>>>
//! Hash engine data — pure data.
//!
//! All transformations happen in `engine_operations.rs`.

use parking_lot::{Mutex, RwLock};

use crate::arena::BlockArena;
use crate::diagnostics::Diagnostics;
use crate::entry::{HashEntry, Voxel};
use crate::locks::BucketLocks;
use crate::params::HashParams;
use crate::table::HashTableData;

/// Per-block voxel payload storage. Indexed by `block_idx` (`ptr / voxels_per_block`).
/// Integration holds the write lock only for the one block a compactified
/// entry belongs to; distinct blocks never contend.
pub struct VoxelBlocks {
    pub blocks: Vec<RwLock<Box<[Voxel]>>>,
    pub voxels_per_block: usize,
}

pub struct HashEngineData {
    pub params: HashParams,
    pub table: HashTableData,
    pub locks: BucketLocks,
    pub arena: BlockArena,
    pub voxels: VoxelBlocks,
    pub compactified: Mutex<Vec<HashEntry>>,
    pub diagnostics: Diagnostics,
}

#[derive(Debug, Clone, Copy, Default)]
pub struct AllocationStats {
    pub attempted: u32,
    pub allocated: u32,
    pub already_present: u32,
    pub rounds_used: u32,
}

#[derive(Debug, Clone, Copy, Default)]
pub struct IntegrationStats {
    pub blocks_visited: u32,
    pub voxels_integrated: u64,
}

#[derive(Debug, Clone, Copy, Default)]
pub struct GcStats {
    pub blocks_freed: u32,
}

#[derive(Debug, Clone, Copy, Default)]
pub struct EngineStats {
    pub live_entries: u32,
    pub free_blocks: u32,
    pub num_blocks: u32,
}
<<<
_PROBLEM TO SOLVE_:
Copy the material above word for word, taking the first line, the line containing "use crate::table::HashTableData;", and every line between them, and nothing else.

_WRITTEN ANSWER_:
//! Hash engine data — pure data.
//!
//! All transformations happen in `engine_operations.rs`.

use parking_lot::{Mutex, RwLock};

use crate::arena::BlockArena;
use crate::diagnostics::Diagnostics;
use crate::entry::{HashEntry, Voxel};
use crate::locks::BucketLocks;
use crate::params::HashParams;
use crate::table::HashTableData;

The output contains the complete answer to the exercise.